This brings up another question: How do you determine the WHT Base Amount from an invoice or bill? What exactly constitutes the base amount for goods and services?

For goods; should it include handling charges, installation fees, delivery fees, trade discounts, or shipping fees? And for services; should it include the cost of materials purchased to perform the service, handling charges, delivery expenses, and other related costs?

The answer lies in what the Regulations say and what constitutes out-of-pocket expenses.

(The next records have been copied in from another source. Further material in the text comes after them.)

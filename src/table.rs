//! Long and wide tabular views of downloaded series, plus CSV export.

use crate::catalog::Frequency;
use anyhow::{Context, Result};
use chrono::{Datelike, NaiveDate};
use std::collections::{BTreeMap, HashMap};
use std::io::Write;
use std::path::Path;

#[derive(Debug, Clone, PartialEq)]
pub struct Observation {
    pub date: NaiveDate,
    pub value: f64,
    pub geo: String,
    pub indicator: String,
    /// Month-over-month or quarter-over-quarter change, in percent.
    pub change: Option<f64>,
    /// Year-over-year change, in percent.
    pub yoy: Option<f64>,
}

// ----------------------- Long format -----------------------
#[derive(Debug, Clone)]
pub struct IndicatorFrame {
    pub name: String,
    pub frequency: Frequency,
    pub rows: Vec<Observation>,
}

impl IndicatorFrame {
    pub fn new(name: &str, frequency: Frequency) -> Self {
        IndicatorFrame { name: name.to_string(), frequency, rows: Vec::new() }
    }

    pub fn is_empty(&self) -> bool {
        self.rows.is_empty()
    }

    /// Distinct geos in row order.
    pub fn geos(&self) -> Vec<&str> {
        let mut out: Vec<&str> = Vec::new();
        for r in &self.rows {
            if !out.contains(&r.geo.as_str()) {
                out.push(&r.geo);
            }
        }
        out
    }

    pub fn rows_for<'a>(&'a self, geo: &'a str) -> impl Iterator<Item = &'a Observation> + 'a {
        self.rows.iter().filter(move |r| r.geo == geo)
    }

    /// Most recent observation of each geo, in geo order.
    pub fn latest_by_geo(&self) -> Vec<&Observation> {
        self.geos()
            .into_iter()
            .filter_map(|g| self.rows_for(g).max_by_key(|r| r.date))
            .collect()
    }

    pub fn header(&self) -> Vec<&'static str> {
        let mut h = vec!["date", "value", "geo", "group"];
        if let Some(c) = self.frequency.change_column() {
            h.push(c);
        }
        h.push("yoy_pct");
        h
    }

    pub fn write_csv<W: Write>(&self, out: W) -> Result<()> {
        let mut w = csv::Writer::from_writer(out);
        w.write_record(self.header())?;
        let has_change = self.frequency.change_column().is_some();
        for r in &self.rows {
            let mut rec = vec![
                r.date.format("%Y-%m-%d").to_string(),
                r.value.to_string(),
                r.geo.clone(),
                r.indicator.clone(),
            ];
            if has_change {
                rec.push(fmt_opt(r.change));
            }
            rec.push(fmt_opt(r.yoy));
            w.write_record(&rec)?;
        }
        w.flush()?;
        Ok(())
    }

    pub fn save_csv(&self, path: &Path) -> Result<()> {
        let file = std::fs::File::create(path)
            .with_context(|| format!("Cannot create {}", path.display()))?;
        self.write_csv(file)
            .with_context(|| format!("Failed writing {}", path.display()))
    }
}

fn fmt_opt(v: Option<f64>) -> String {
    v.map(|x| x.to_string()).unwrap_or_default()
}

// ----------------------- Wide format -----------------------
#[derive(Debug, Clone, Default, PartialEq)]
pub struct WideTable {
    pub columns: Vec<String>,
    pub rows: BTreeMap<NaiveDate, Vec<Option<f64>>>,
}

/// Long to wide: one row per date, one column per `<INDICATOR>_<GEO>` series.
pub fn pivot_wide(frames: &[IndicatorFrame]) -> WideTable {
    let mut columns: Vec<String> = Vec::new();
    let mut col_idx: HashMap<String, usize> = HashMap::new();
    let mut cells: Vec<(NaiveDate, usize, f64)> = Vec::new();

    for frame in frames {
        for r in &frame.rows {
            let key = format!("{}_{}", frame.name, r.geo);
            let idx = *col_idx.entry(key.clone()).or_insert_with(|| {
                columns.push(key);
                columns.len() - 1
            });
            cells.push((r.date, idx, r.value));
        }
    }

    let width = columns.len();
    let mut rows: BTreeMap<NaiveDate, Vec<Option<f64>>> = BTreeMap::new();
    for (date, idx, value) in cells {
        rows.entry(date).or_insert_with(|| vec![None; width])[idx] = Some(value);
    }

    WideTable { columns, rows }
}

impl WideTable {
    pub fn column_index(&self, name: &str) -> Option<usize> {
        self.columns.iter().position(|c| c == name)
    }

    pub fn column(&self, name: &str) -> Option<Vec<(NaiveDate, f64)>> {
        let idx = self.column_index(name)?;
        Some(
            self.rows
                .iter()
                .filter_map(|(d, vals)| vals[idx].map(|v| (*d, v)))
                .collect(),
        )
    }

    /// Calendar-year resample keeping the last non-empty value of each column.
    /// Rows are keyed by January 1st of the year.
    pub fn annual_last(&self, since_year: Option<i32>) -> WideTable {
        let mut rows: BTreeMap<NaiveDate, Vec<Option<f64>>> = BTreeMap::new();
        for (date, vals) in &self.rows {
            if since_year.is_some_and(|y| date.year() < y) {
                continue;
            }
            let Some(key) = NaiveDate::from_ymd_opt(date.year(), 1, 1) else {
                continue;
            };
            let slot = rows.entry(key).or_insert_with(|| vec![None; self.columns.len()]);
            for (i, v) in vals.iter().enumerate() {
                if v.is_some() {
                    slot[i] = *v;
                }
            }
        }
        WideTable { columns: self.columns.clone(), rows }
    }

    /// Keep only the named columns, in the given order. Unknown names are skipped.
    pub fn select(&self, names: &[&str]) -> WideTable {
        let idx: Vec<usize> = names.iter().filter_map(|n| self.column_index(n)).collect();
        let rows = self
            .rows
            .iter()
            .map(|(d, vals)| (*d, idx.iter().map(|&i| vals[i]).collect::<Vec<_>>()))
            .filter(|(_, vals)| vals.iter().any(Option::is_some))
            .collect();
        WideTable { columns: idx.iter().map(|&i| self.columns[i].clone()).collect(), rows }
    }

    pub fn write_csv<W: Write>(&self, out: W) -> Result<()> {
        let mut w = csv::Writer::from_writer(out);
        let mut header = vec!["date".to_string()];
        header.extend(self.columns.iter().cloned());
        w.write_record(&header)?;
        for (date, vals) in &self.rows {
            let mut rec = vec![date.format("%Y-%m-%d").to_string()];
            rec.extend(vals.iter().map(|v| fmt_opt(*v)));
            w.write_record(&rec)?;
        }
        w.flush()?;
        Ok(())
    }

    pub fn save_csv(&self, path: &Path) -> Result<()> {
        let file = std::fs::File::create(path)
            .with_context(|| format!("Cannot create {}", path.display()))?;
        self.write_csv(file)
            .with_context(|| format!("Failed writing {}", path.display()))
    }
}

#[cfg(test)]
mod tests {
    use super::*;

    fn d(y: i32, m: u32) -> NaiveDate {
        NaiveDate::from_ymd_opt(y, m, 1).unwrap()
    }

    fn row(ind: &str, geo: &str, date: NaiveDate, value: f64) -> Observation {
        Observation {
            date,
            value,
            geo: geo.into(),
            indicator: ind.into(),
            change: None,
            yoy: None,
        }
    }

    fn gdp_frame() -> IndicatorFrame {
        let mut f = IndicatorFrame::new("GDP", Frequency::Quarterly);
        f.rows = vec![
            row("GDP", "DE", d(2009, 10), 90.0),
            row("GDP", "DE", d(2010, 1), 100.0),
            row("GDP", "DE", d(2010, 10), 104.0),
            row("GDP", "FR", d(2010, 1), 80.0),
            row("GDP", "FR", d(2011, 4), 83.0),
        ];
        f
    }

    #[test]
    fn csv_header_depends_on_frequency() {
        let mut buf = Vec::new();
        gdp_frame().write_csv(&mut buf).unwrap();
        let text = String::from_utf8(buf).unwrap();
        let mut lines = text.lines();
        assert_eq!(lines.next(), Some("date,value,geo,group,qoq_pct,yoy_pct"));
        assert_eq!(lines.next(), Some("2009-10-01,90,DE,GDP,,"));

        let annual = IndicatorFrame::new("Debt_GDP", Frequency::Annual);
        assert_eq!(annual.header(), vec!["date", "value", "geo", "group", "yoy_pct"]);
    }

    #[test]
    fn latest_by_geo_picks_max_date() {
        let f = gdp_frame();
        assert_eq!(f.geos(), vec!["DE", "FR"]);
        let latest = f.latest_by_geo();
        assert_eq!(latest[0].date, d(2010, 10));
        assert_eq!(latest[1].value, 83.0);
    }

    #[test]
    fn pivot_builds_one_column_per_series() {
        let mut hicp = IndicatorFrame::new("HICP", Frequency::Monthly);
        hicp.rows = vec![row("HICP", "DE", d(2010, 1), 1.5)];
        let wide = pivot_wide(&[gdp_frame(), hicp]);

        assert_eq!(wide.columns, vec!["GDP_DE", "GDP_FR", "HICP_DE"]);
        assert_eq!(wide.rows.len(), 4);
        assert_eq!(wide.rows[&d(2010, 1)], vec![Some(100.0), Some(80.0), Some(1.5)]);
        assert_eq!(wide.rows[&d(2011, 4)], vec![None, Some(83.0), None]);
    }

    #[test]
    fn annual_last_keeps_last_value_per_year() {
        let wide = pivot_wide(&[gdp_frame()]);
        let annual = wide.annual_last(Some(2010));
        assert_eq!(annual.rows.len(), 2);
        assert_eq!(annual.rows[&d(2010, 1)], vec![Some(104.0), Some(80.0)]);
        assert_eq!(annual.rows[&d(2011, 1)], vec![None, Some(83.0)]);

        let all = wide.annual_last(None);
        assert_eq!(all.rows[&d(2009, 1)], vec![Some(90.0), None]);
    }

    #[test]
    fn select_drops_unknown_and_empty_rows() {
        let wide = pivot_wide(&[gdp_frame()]);
        let fr = wide.select(&["GDP_FR", "GDP_ES"]);
        assert_eq!(fr.columns, vec!["GDP_FR"]);
        assert_eq!(fr.rows.len(), 2);
        assert_eq!(wide.column("GDP_FR").unwrap(), vec![(d(2010, 1), 80.0), (d(2011, 4), 83.0)]);
    }
}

According to Regulation 10(i) of the Deduction of Tax at Source (Withholding) Regulations, 2024, the WHT base amount excludes out-of-pocket expenses. The regulation states:

"Out-of-pocket expenses are those that are normally expected to be incurred directly by the supplier and are distinguishable from contract fees."

In practical terms: For goods, the WHT base amount is the value of the goods alone, excluding trade discounts, handling charges, delivery charges, installation charges, and labour charges, as these are considered out-of-pocket expenses.

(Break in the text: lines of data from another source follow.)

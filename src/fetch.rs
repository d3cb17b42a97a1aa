//! Eurostat dissemination API client: one GET per (indicator, geo), cache in front.

use crate::cache::ResponseCache;
use crate::catalog::{Catalog, Indicator};
use crate::changes;
use crate::jsonstat;
use crate::period::parse_period;
use crate::table::{IndicatorFrame, Observation};
use anyhow::{anyhow, Context, Result};
use reqwest::Client;
use std::collections::BTreeMap;
use std::time::Duration;
use tracing::{debug, info, warn};

pub const EUROSTAT_BASE: &str = "https://ec.europa.eu/eurostat/api/dissemination/statistics/1.0/data";
pub const DEFAULT_TIMEOUT: Duration = Duration::from_secs(30);

#[derive(Copy, Clone, Debug, PartialEq, Eq)]
pub enum Source {
    Cache,
    Network,
    Failed,
}

#[derive(Debug, Clone, Copy, Default, PartialEq, Eq)]
pub struct FetchStats {
    pub cache_hits: usize,
    pub fetched: usize,
    pub failed: usize,
}

impl FetchStats {
    fn record(&mut self, source: Source) {
        match source {
            Source::Cache => self.cache_hits += 1,
            Source::Network => self.fetched += 1,
            Source::Failed => self.failed += 1,
        }
    }

    fn merge(&mut self, other: FetchStats) {
        self.cache_hits += other.cache_hits;
        self.fetched += other.fetched;
        self.failed += other.failed;
    }

    pub fn requests(&self) -> usize {
        self.cache_hits + self.fetched + self.failed
    }
}

#[derive(Debug)]
pub struct PairResult {
    pub rows: Vec<Observation>,
    pub source: Source,
}

#[derive(Debug, Clone)]
pub struct EurostatClient {
    http: Client,
    base_url: String,
    cache: ResponseCache,
    since: Option<String>,
}

impl EurostatClient {
    pub fn new(cache: ResponseCache, timeout: Duration) -> Result<Self> {
        let http = Client::builder()
            .user_agent(concat!("eurostat-macro/", env!("CARGO_PKG_VERSION"), " (rust reqwest)"))
            .timeout(timeout)
            .build()
            .context("Failed to build Eurostat HTTP client")?;
        Ok(EurostatClient { http, base_url: EUROSTAT_BASE.to_string(), cache, since: None })
    }

    pub fn with_base_url(mut self, base_url: &str) -> Self {
        self.base_url = base_url.trim_end_matches('/').to_string();
        self
    }

    /// Lower bound on the time dimension (`sinceTimePeriod`), e.g. "2015" or "2015-01".
    pub fn with_since(mut self, since: Option<String>) -> Self {
        self.since = since.filter(|s| !s.trim().is_empty());
        self
    }

    pub fn cache(&self) -> &ResponseCache {
        &self.cache
    }

    /// Filters that identify the request in the cache: indicator filters plus the time bound.
    fn request_params(&self, indicator: &Indicator) -> BTreeMap<String, String> {
        let mut params = indicator.filters.clone();
        if let Some(since) = &self.since {
            params.insert("sinceTimePeriod".to_string(), since.clone());
        }
        params
    }

    async fn get_body(&self, dataset: &str, geo: &str, params: &BTreeMap<String, String>) -> Result<Vec<u8>> {
        let url = format!("{}/{}", self.base_url, dataset);
        let mut query: Vec<(&str, &str)> = params.iter().map(|(k, v)| (k.as_str(), v.as_str())).collect();
        query.push(("geo", geo));
        query.push(("format", "JSON"));

        let resp = self
            .http
            .get(&url)
            .query(&query)
            .send()
            .await
            .with_context(|| format!("HTTP error fetching {} for {}", dataset, geo))?;

        let status = resp.status();
        if !status.is_success() {
            return Err(anyhow!("Eurostat returned {} for {} / {}", status, dataset, geo));
        }

        let bytes = resp.bytes().await.context("Failed reading Eurostat response body")?;
        serde_json::from_slice::<serde_json::Value>(&bytes)
            .with_context(|| format!("Invalid JSON from Eurostat for {} / {}", dataset, geo))?;
        Ok(bytes.to_vec())
    }

    /// Fetch one (indicator, geo) pair. Never fails: problems are logged and yield no rows.
    pub async fn fetch_pair(&self, indicator: &Indicator, geo: &str) -> PairResult {
        let params = self.request_params(indicator);

        let (body, source) = match self.cache.load(&indicator.dataset, geo, &params) {
            Some(b) => (b, Source::Cache),
            None => match self.get_body(&indicator.dataset, geo, &params).await {
                Ok(b) => {
                    self.cache.store(&indicator.dataset, geo, &params, &b);
                    (b, Source::Network)
                }
                Err(e) => {
                    warn!(indicator = %indicator.name, geo, error = %format!("{:#}", e), "download failed, skipping");
                    return PairResult { rows: Vec::new(), source: Source::Failed };
                }
            },
        };

        let rows = normalize(indicator, geo, &body);
        if rows.is_empty() {
            warn!(indicator = %indicator.name, geo, "no usable observations in response");
        } else {
            debug!(indicator = %indicator.name, geo, rows = rows.len(), ?source, "series loaded");
        }
        PairResult { rows, source }
    }

    /// All geos for one indicator, concatenated in geo order.
    pub async fn download_indicator(&self, indicator: &Indicator, geos: &[String]) -> (IndicatorFrame, FetchStats) {
        let mut frame = IndicatorFrame::new(&indicator.name, indicator.frequency);
        let mut stats = FetchStats::default();
        for geo in geos {
            let res = self.fetch_pair(indicator, geo).await;
            stats.record(res.source);
            frame.rows.extend(res.rows);
        }
        info!(
            indicator = %indicator.name,
            geos = frame.geos().len(),
            rows = frame.rows.len(),
            "indicator downloaded"
        );
        (frame, stats)
    }

    /// Every catalog indicator across every catalog geo. Indicators without rows are omitted.
    pub async fn download_all(&self, catalog: &Catalog) -> (Vec<IndicatorFrame>, FetchStats) {
        self.download_selection(&catalog.indicators, &catalog.geos).await
    }

    pub async fn download_selection(
        &self,
        indicators: &[Indicator],
        geos: &[String],
    ) -> (Vec<IndicatorFrame>, FetchStats) {
        let mut frames = Vec::new();
        let mut total = FetchStats::default();
        for ind in indicators {
            let (frame, stats) = self.download_indicator(ind, geos).await;
            total.merge(stats);
            if !frame.is_empty() {
                frames.push(frame);
            }
        }
        info!(
            requests = total.requests(),
            cache_hits = total.cache_hits,
            fetched = total.fetched,
            failed = total.failed,
            "download finished"
        );
        (frames, total)
    }
}

/// Parse a JSON-stat body into dated observations with percent changes.
pub fn normalize(indicator: &Indicator, geo: &str, body: &[u8]) -> Vec<Observation> {
    let mut rows: Vec<Observation> = jsonstat::parse_body(body)
        .into_iter()
        .filter_map(|raw| {
            let date = parse_period(&raw.period, indicator.frequency)?;
            Some(Observation {
                date,
                value: raw.value,
                geo: geo.to_string(),
                indicator: indicator.name.clone(),
                change: None,
                yoy: None,
            })
        })
        .collect();
    changes::apply(&mut rows, indicator.frequency);
    rows
}

#[cfg(test)]
mod tests {
    use super::*;
    use crate::cache::CacheMode;
    use crate::catalog::Frequency;

    #[test]
    fn since_is_part_of_the_cache_key() {
        let dir = tempfile::tempdir().unwrap();
        let client = EurostatClient::new(ResponseCache::new(dir.path(), CacheMode::Off), DEFAULT_TIMEOUT)
            .unwrap()
            .with_since(Some("2015".into()));
        let ind = Indicator::new("X", "ds", &[("unit", "I15")], Frequency::Monthly);
        let params = client.request_params(&ind);
        assert_eq!(params.get("sinceTimePeriod").map(String::as_str), Some("2015"));
        assert_eq!(params.get("unit").map(String::as_str), Some("I15"));

        let plain = client.with_since(Some("  ".into()));
        assert!(!plain.request_params(&ind).contains_key("sinceTimePeriod"));
    }

    #[test]
    fn normalize_drops_unparseable_periods() {
        let ind = Indicator::new("GDP", "namq_10_gdp", &[], Frequency::Quarterly);
        let body = br#"{
            "dimension": {"time": {"category": {"index": {"2023-Q4": 0, "2024-Q1": 1, "bogus": 2}}}},
            "value": {"0": 100, "1": 101, "2": 5}
        }"#;
        let rows = normalize(&ind, "PT", body);
        assert_eq!(rows.len(), 2);
        assert!(rows.iter().all(|r| r.geo == "PT" && r.indicator == "GDP"));
        assert!(rows[1].change.is_some());
    }
}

And for services, the WHT base amount is the professional or service fee alone, excluding the cost of materials purchased to perform the service and other related out-of-pocket expenses.

By applying these rules, you can correctly determine the WHT deduction for your supplier payments.

WHT Base Amount: Examples Make it Clearer

Let’s look at two examples to make this crystal clear.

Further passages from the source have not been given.